There are a number of ways this can and does occur. First, there is a suppression of overtly racist attitudes. Second, while people may not endorse stereotypes associated with minorities, they nevertheless make decisions which are influenced by them. Third, they avoid contact with minorities, so that they do not have to deal with their own racist feelings and thoughts. 

Suppression of racist attitudes

Whenever studies are conducted on attitudes towards different racial groups, it is difficult to glean people’s true feelings. Researchers have long recognised that participants are well aware that racist views are unacceptable and so refrain from expressing them, even on a questionnaire.

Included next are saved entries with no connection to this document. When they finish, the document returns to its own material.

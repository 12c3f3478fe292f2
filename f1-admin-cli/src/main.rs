mod commands;
mod render;

use std::process::ExitCode;

use clap::Parser as _;
use f1_admin_app::{
    assign_participation, AssignmentError, Calendar, Dashboard, DashboardError, DriverRoster,
    NotificationCenter, ParticipationStore, WorkflowError,
};
use f1_admin_client::{ApiError, HttpBackend};
use f1_admin_config::{Config, ConfigError};
use f1_admin_model::{DriverId, GrandPrixId};
use f1_admin_telemetry::setup_telemetry;
use tracing::debug;

use crate::commands::{Cli, Command, DriversCommand, GrandPrixCommand, ParticipationsCommand};

#[derive(thiserror::Error, Debug)]
enum CliError {
    #[error("{0}")]
    Config(#[from] ConfigError),
    #[error("{0}")]
    Api(#[from] ApiError),
    #[error("{}", .0.user_message())]
    Workflow(#[from] WorkflowError),
    #[error("{0}")]
    Dashboard(#[from] DashboardError),
}

#[tokio::main(flavor = "current_thread")]
async fn main() -> ExitCode {
    setup_telemetry();
    let cli = Cli::parse();
    match run(cli).await {
        Ok(code) => code,
        Err(error) => {
            eprintln!("error: {error}");
            ExitCode::FAILURE
        }
    }
}

async fn run(cli: Cli) -> Result<ExitCode, CliError> {
    let mut config = f1_admin_config::get_config()?;
    if let Some(api_base_url) = cli.api_base_url {
        config.api_base_url = api_base_url;
    }
    debug!(?config, "loaded config");
    let backend = HttpBackend::from_config(&config)?;

    match cli.command {
        Command::Dashboard => {
            let dashboard = Dashboard::load(&backend).await?;
            print!("{}", render::dashboard(&dashboard));
        }
        Command::Drivers { command } => drivers(&backend, command).await?,
        Command::GrandPrix { command } => {
            let mut calendar = Calendar::load(&backend).await?;
            match command {
                GrandPrixCommand::List => print!("{}", render::grand_prix(calendar.events())),
                GrandPrixCommand::Add(args) => {
                    let created = calendar.create(&args.into()).await?;
                    println!("created Grand Prix {} ({})", created.name, created.id);
                }
            }
        }
        Command::Participations {
            command: ParticipationsCommand::List,
        } => {
            let store = ParticipationStore::open(backend).await;
            let state = store.snapshot();
            print!("{}", render::participations(&state));
            if let Some(error) = state.error {
                eprintln!("error: {error}");
                return Ok(ExitCode::FAILURE);
            }
        }
        Command::Assign { driver, grand_prix } => {
            return Ok(assign(backend, &config, driver, grand_prix).await);
        }
    }
    Ok(ExitCode::SUCCESS)
}

async fn drivers(backend: &HttpBackend, command: DriversCommand) -> Result<(), CliError> {
    let mut roster = DriverRoster::load(backend).await?;
    match command {
        DriversCommand::List => print!("{}", render::drivers(roster.drivers())),
        DriversCommand::Show { id } => {
            let details = roster.details(DriverId(id)).await?;
            print!("{}", render::driver_details(&details));
        }
        DriversCommand::Add(args) => {
            let created = roster.create(&args.into()).await?;
            println!("created driver {} ({})", created.full_name(), created.id);
        }
        DriversCommand::Edit { id, driver } => {
            roster.update(DriverId(id), &driver.into()).await?;
            println!("updated driver {id}");
        }
        DriversCommand::Delete { id } => {
            roster.delete(DriverId(id)).await?;
            println!("deleted driver {id}");
        }
    }
    Ok(())
}

async fn assign(
    backend: HttpBackend,
    config: &Config,
    driver: Option<i64>,
    grand_prix: Option<i64>,
) -> ExitCode {
    let store = ParticipationStore::open(backend).await;
    let mut notifications = NotificationCenter::from_config(config);
    let result = assign_participation(
        &store,
        &mut notifications,
        driver.map(DriverId),
        grand_prix.map(GrandPrixId),
    )
    .await;
    for notification in notifications.drain() {
        println!("{notification}");
    }
    match result {
        // an existing assignment is not an error for the caller
        Ok(_) | Err(AssignmentError::Conflict) => ExitCode::SUCCESS,
        Err(_) => ExitCode::FAILURE,
    }
}
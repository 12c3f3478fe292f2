use tracing_subscriber::layer::SubscriberExt;
use tracing_subscriber::util::SubscriberInitExt;
use tracing_subscriber::{EnvFilter, Layer};

pub const DEFAULT_LOG_LEVEL: &str = "info,hyper=info,hyper_util=info";

fn env_filter() -> EnvFilter {
    EnvFilter::try_from_default_env().unwrap_or_else(|_| DEFAULT_LOG_LEVEL.into())
}

/// Installs the global subscriber. Log output goes to stderr so it does not
/// interleave with command output.
///
/// Returns `false` if a subscriber was already installed.
pub fn setup_telemetry() -> bool {
    let stderr_log = tracing_subscriber::fmt::layer()
        .with_writer(std::io::stderr)
        .with_target(false);

    let installed = tracing_subscriber::registry()
        .with(stderr_log.with_filter(env_filter()))
        .try_init()
        .is_ok();
    if installed {
        tracing::debug!("telemetry initialized");
    }
    installed
}

#[cfg(test)]
mod tests {
    use super::*;

    #[test]
    fn second_setup_is_rejected() {
        let first = setup_telemetry();
        assert!(!setup_telemetry());
        // only one test in this binary installs a subscriber
        assert!(first);
    }
}
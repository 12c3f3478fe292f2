//! Plain text output.

use core::fmt::Write as _;

use f1_admin_app::{Dashboard, DriverDetails, StoreState};
use f1_admin_model::{Driver, GrandPrix};

pub fn drivers(drivers: &[Driver]) -> String {
    let mut out = String::new();
    for driver in drivers {
        let _ = writeln!(
            out,
            "{:>4} #{:<2} {:<3} {:<24} {:<20} {} races",
            driver.id,
            driver.driver_number,
            driver.acronym,
            driver.full_name(),
            driver.team().unwrap_or("-"),
            driver.race_count(),
        );
    }
    if drivers.is_empty() {
        out.push_str("no drivers\n");
    }
    out
}

pub fn driver_details(details: &DriverDetails) -> String {
    let driver = &details.driver;
    let mut out = format!(
        "{} (#{}, {})\nteam: {}\nraces: {}\n",
        driver.full_name(),
        driver.driver_number,
        driver.acronym,
        driver.team().unwrap_or("-"),
        details.race_count,
    );
    for race in &details.recent_races {
        let _ = writeln!(out, "  {} ({})", race.grand_prix, race.location);
    }
    out
}

pub fn grand_prix(events: &[GrandPrix]) -> String {
    let mut out = String::new();
    for event in events {
        let _ = writeln!(
            out,
            "{:>4} {:<28} {:<20} {:>3} laps {:>7.3} km {} participants",
            event.id,
            event.name,
            event.location,
            event.laps,
            event.length,
            event.participant_count(),
        );
    }
    if events.is_empty() {
        out.push_str("no Grand Prix events\n");
    }
    out
}

pub fn participations(state: &StoreState) -> String {
    let mut out = String::new();
    for participation in &state.participations {
        let _ = writeln!(
            out,
            "{:>4} {} -> {}",
            participation.id,
            participation.driver_label(),
            participation.grand_prix_label(),
        );
    }
    if state.is_empty() {
        out.push_str("no participations\n");
    }
    out
}

pub fn dashboard(dashboard: &Dashboard) -> String {
    let mut out = format!(
        "drivers: {}\nGrand Prix: {}\nparticipations: {}\n",
        dashboard.driver_count(),
        dashboard.grand_prix_count(),
        dashboard.participation_count(),
    );
    for (name, error) in [
        ("drivers", dashboard.drivers.error()),
        ("Grand Prix", dashboard.grand_prix.error()),
        ("participations", dashboard.participations.error()),
    ] {
        if let Some(error) = error {
            let _ = writeln!(out, "warning: {name} unavailable: {error}");
        }
    }

    let teams = dashboard.teams();
    if !teams.is_empty() {
        out.push_str("\nteams\n");
        for team in teams {
            let _ = writeln!(out, "  {:<24} {}", team.team, team.drivers);
        }
    }

    let recent = dashboard.recent_participations();
    if !recent.is_empty() {
        out.push_str("\nrecent participations\n");
        for participation in recent {
            let _ = writeln!(
                out,
                "  {} at {}",
                participation.driver, participation.grand_prix
            );
        }
    }
    out
}
use core::time::Duration;

use f1_admin_model::ModelError;
use http::StatusCode;
use thiserror::Error;

#[derive(Error, Debug)]
#[allow(clippy::module_name_repetitions)]
pub enum ApiError {
    #[error("HTTP {}: {body}", .status.as_u16())]
    Status { status: StatusCode, body: String },
    #[error("request timed out after {0:?}")]
    Timeout(Duration),
    #[error("connection failure {0}")]
    Io(#[from] std::io::Error),
    #[error("hyper {0}")]
    Hyper(#[from] hyper::Error),
    #[error("hyper http {0}")]
    Http(#[from] http::Error),
    #[error("invalid url {0}")]
    Uri(#[from] http::uri::InvalidUri),
    #[error("unsupported url {0}, only http:// urls with a host are supported")]
    UnsupportedUrl(String),
    #[error("failed to encode request body {0}")]
    Encode(serde_json::Error),
    #[error("failed to decode response {0}")]
    Decode(#[from] ModelError),
}

impl ApiError {
    #[must_use]
    pub const fn status(&self) -> Option<StatusCode> {
        match self {
            Self::Status { status, .. } => Some(*status),
            _ => None,
        }
    }

    #[must_use]
    pub fn body(&self) -> Option<&str> {
        match self {
            Self::Status { body, .. } => Some(body),
            _ => None,
        }
    }

    /// The request never produced a response, e.g. connection refused or timeout.
    #[must_use]
    pub const fn is_transport(&self) -> bool {
        matches!(self, Self::Timeout(_) | Self::Io(_) | Self::Hyper(_))
    }
}

pub type Result<T> = core::result::Result<T, ApiError>;
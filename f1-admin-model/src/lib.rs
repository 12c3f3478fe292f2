pub mod envelope;
pub mod error;
pub mod models;
pub mod validation;

pub use envelope::{Document, Envelope, ReferenceIndex};
pub use error::ModelError;
pub use models::{
    Collection, Driver, DriverId, GrandPrix, GrandPrixId, Nested, Participation,
    ParticipationId, RefId,
};
pub use validation::{
    DriverForm, DriverUpdate, Field, GrandPrixForm, NewDriver, NewGrandPrix, NewParticipation,
    ValidationError,
};
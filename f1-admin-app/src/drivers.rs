use f1_admin_client::Backend;
use f1_admin_model::{
    Driver, DriverForm, DriverId, DriverUpdate, Envelope, Participation, ReferenceIndex,
};
use tracing::{info, instrument};

use crate::error::WorkflowError;

pub const RECENT_RACES: usize = 3;

#[derive(Debug, Clone, PartialEq, Eq)]
pub struct RecentRace {
    pub grand_prix: String,
    pub location: String,
}

/// The first [`RECENT_RACES`] races embedded in `driver`, with `$ref`s
/// resolved against `index` where possible.
#[must_use]
pub fn recent_races(driver: &Driver, index: &ReferenceIndex) -> Vec<RecentRace> {
    driver
        .participations
        .iter()
        .take(RECENT_RACES)
        .map(|nested| {
            let mut participation = index.resolve(nested)?.into_owned();
            participation.hydrate(index);
            Some(participation)
        })
        .map(|participation| RecentRace {
            grand_prix: participation
                .as_ref()
                .map_or_else(|| "Unknown GP".to_owned(), Participation::grand_prix_label),
            location: participation
                .as_ref()
                .map_or_else(
                    || "Unknown Location".to_owned(),
                    Participation::location_label,
                ),
        })
        .collect()
}

#[derive(Debug, Clone, PartialEq)]
pub struct DriverDetails {
    pub driver: Driver,
    pub race_count: usize,
    pub recent_races: Vec<RecentRace>,
}

/// The driver list and its create, edit and delete workflows. Every
/// successful mutation reloads the list.
#[derive(Debug)]
pub struct DriverRoster<'a, B> {
    backend: &'a B,
    drivers: Vec<Driver>,
    index: ReferenceIndex,
}

impl<'a, B: Backend> DriverRoster<'a, B> {
    pub async fn load(backend: &'a B) -> Result<Self, WorkflowError> {
        let mut roster = Self {
            backend,
            drivers: Vec::new(),
            index: ReferenceIndex::default(),
        };
        roster.reload().await?;
        Ok(roster)
    }

    #[instrument(skip(self))]
    pub async fn reload(&mut self) -> Result<(), WorkflowError> {
        let Envelope { mut values, index } = self.backend.list_drivers().await?;
        values.sort_by_key(|driver| (driver.driver_number, driver.id));
        self.drivers = values;
        self.index = index;
        Ok(())
    }

    /// Sorted by driver number.
    #[must_use]
    pub fn drivers(&self) -> &[Driver] {
        &self.drivers
    }

    #[must_use]
    pub fn get(&self, id: DriverId) -> Option<&Driver> {
        self.drivers.iter().find(|driver| driver.id == id)
    }

    #[must_use]
    pub fn recent_races(&self, id: DriverId) -> Vec<RecentRace> {
        self.get(id)
            .map(|driver| recent_races(driver, &self.index))
            .unwrap_or_default()
    }

    /// Fetches a single driver with its embedded races.
    pub async fn details(&self, id: DriverId) -> Result<DriverDetails, WorkflowError> {
        let document = self.backend.get_driver(id).await?;
        let recent_races = recent_races(&document.value, &document.index);
        Ok(DriverDetails {
            race_count: document.value.race_count(),
            recent_races,
            driver: document.value,
        })
    }

    #[instrument(skip(self))]
    pub async fn create(&mut self, form: &DriverForm) -> Result<Driver, WorkflowError> {
        let new_driver = form.validate_for_roster(&self.drivers, None)?;
        let created = self.backend.create_driver(&new_driver).await?;
        info!(id = %created.id, number = created.driver_number, "driver created");
        self.reload().await?;
        Ok(created)
    }

    #[instrument(skip(self))]
    pub async fn update(&mut self, id: DriverId, form: &DriverForm) -> Result<(), WorkflowError> {
        let driver = form.validate_for_roster(&self.drivers, Some(id))?;
        self.backend
            .update_driver(&DriverUpdate { id, driver })
            .await?;
        info!(%id, "driver updated");
        self.reload().await
    }

    #[instrument(skip(self))]
    pub async fn delete(&mut self, id: DriverId) -> Result<(), WorkflowError> {
        self.backend.delete_driver(id).await?;
        info!(%id, "driver deleted");
        self.reload().await
    }
}
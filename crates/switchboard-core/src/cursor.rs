//! # Pagination Cursor
//!
//! Paginated collaborators hand out opaque cursors of the form
//! `offset:<N>` and accept them back on the next call. The dispatcher never
//! looks inside; this module only pins down the token format so every
//! collaborator reads and writes it the same way.
//!
//! A missing or malformed cursor is treated as the start of the sequence.

use crate::result::Arguments;
use std::fmt;
use std::str::FromStr;

/// Prefix of every cursor token.
pub const CURSOR_PREFIX: &str = "offset:";

/// Argument key collaborators read the cursor from.
pub const CURSOR_ARG: &str = "cursor";

#[derive(Debug, Clone, PartialEq, Eq, thiserror::Error)]
pub enum CursorError {
    #[error("cursor '{0}' does not start with 'offset:'")]
    MissingPrefix(String),
    #[error("cursor '{0}' does not carry a non-negative integer offset")]
    InvalidOffset(String),
}

/// Position in a paginated result sequence.
#[derive(Debug, Clone, Copy, Default, PartialEq, Eq, PartialOrd, Ord, Hash)]
pub struct Cursor {
    offset: usize,
}

impl Cursor {
    pub const START: Cursor = Cursor { offset: 0 };

    pub fn new(offset: usize) -> Self {
        Self { offset }
    }

    pub fn offset(&self) -> usize {
        self.offset
    }

    /// Lenient parse: absent or invalid tokens resolve to [`Cursor::START`].
    pub fn parse(token: Option<&str>) -> Self {
        token
            .and_then(|raw| raw.parse::<Cursor>().ok())
            .unwrap_or(Self::START)
    }

    /// Read the `cursor` argument, tolerating absence and non-string values.
    pub fn from_args(args: &Arguments) -> Self {
        Self::parse(args.get(CURSOR_ARG).and_then(|value| value.as_str()))
    }

    /// Cursor positioned `count` items further along.
    pub fn advance(self, count: usize) -> Self {
        Self {
            offset: self.offset.saturating_add(count),
        }
    }
}

impl fmt::Display for Cursor {
    fn fmt(&self, f: &mut fmt::Formatter<'_>) -> fmt::Result {
        write!(f, "{CURSOR_PREFIX}{}", self.offset)
    }
}

impl FromStr for Cursor {
    type Err = CursorError;

    fn from_str(s: &str) -> Result<Self, Self::Err> {
        let digits = s
            .strip_prefix(CURSOR_PREFIX)
            .ok_or_else(|| CursorError::MissingPrefix(s.to_string()))?;
        // usize::from_str accepts a leading '+', the token format does not
        if digits.is_empty() || !digits.bytes().all(|b| b.is_ascii_digit()) {
            return Err(CursorError::InvalidOffset(s.to_string()));
        }
        digits
            .parse::<usize>()
            .map(Cursor::new)
            .map_err(|_| CursorError::InvalidOffset(s.to_string()))
    }
}

/// One page of a sequence plus the cursor for the next page, if any.
#[derive(Debug, Clone, PartialEq, Eq)]
pub struct Page<T> {
    pub items: Vec<T>,
    pub next_cursor: Option<Cursor>,
}

/// Slice `items` starting at `cursor`, returning at most `limit` entries.
pub fn paginate<T: Clone>(items: &[T], cursor: Cursor, limit: usize) -> Page<T> {
    let start = cursor.offset().min(items.len());
    let end = start.saturating_add(limit).min(items.len());
    let next_cursor = (end < items.len()).then(|| Cursor::new(end));
    Page {
        items: items[start..end].to_vec(),
        next_cursor,
    }
}
//! Conversions between registry types and MCP protocol types.

use rmcp::model::{CallToolResult, Content, JsonObject, Tool};
use serde_json::Value;
use std::sync::Arc;
use switchboard_core::{ContentBlock, ToolResult};
use switchboard_tools::RegistryEntry;

use crate::error::{McpError, McpResult};

/// Publish a registry entry as an MCP tool definition.
///
/// The description is read from the contract's `description` field; the
/// contract itself is sent as the input schema.
pub fn to_mcp_tool(entry: &RegistryEntry) -> McpResult<Tool> {
    let Value::Object(schema) = entry.input_contract() else {
        return Err(McpError::invalid_tool(
            entry.name(),
            "input contract is not a JSON object",
        ));
    };

    let description = schema
        .get("description")
        .and_then(Value::as_str)
        .map(str::to_string)
        .unwrap_or_else(|| format!("Switchboard tool: {}", entry.name()));

    Ok(Tool::new(
        entry.name().to_string(),
        description,
        Arc::new(schema.clone()),
    ))
}

/// Convert a dispatcher result into the MCP call result.
pub fn to_call_tool_result(result: ToolResult) -> CallToolResult {
    let is_error = result.is_error();
    let content: Vec<Content> = result
        .content
        .into_iter()
        .map(|block| match block {
            ContentBlock::Text { text } => Content::text(text),
        })
        .collect();

    if is_error {
        CallToolResult::error(content)
    } else {
        CallToolResult::success(content)
    }
}

/// Arguments as received from the client; absent means empty.
pub fn into_arguments(arguments: Option<JsonObject>) -> switchboard_core::Arguments {
    arguments.unwrap_or_default()
}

Psychologists have had to adapt their methods in order to research people’s attitudes better. In one study, for example, participants were given a questionnaire to complete about their attitudes towards minorities. One group was merely asked to complete the survey. The test group, however, had wires  stuck on them, which were attached to a machine. They were told that this machine could tell whether they were completing the questionnaire truthfully [1].  

The control group had no racist attitudes and did not view minorities stereotypically, and if anything they had positive views about black people. The participants hooked up to the ‘truth-o-meter’ however had very stereotypical views about black people. (Incidentally, the box the wires went into was fake and would not tell people’s attitudes at all.) 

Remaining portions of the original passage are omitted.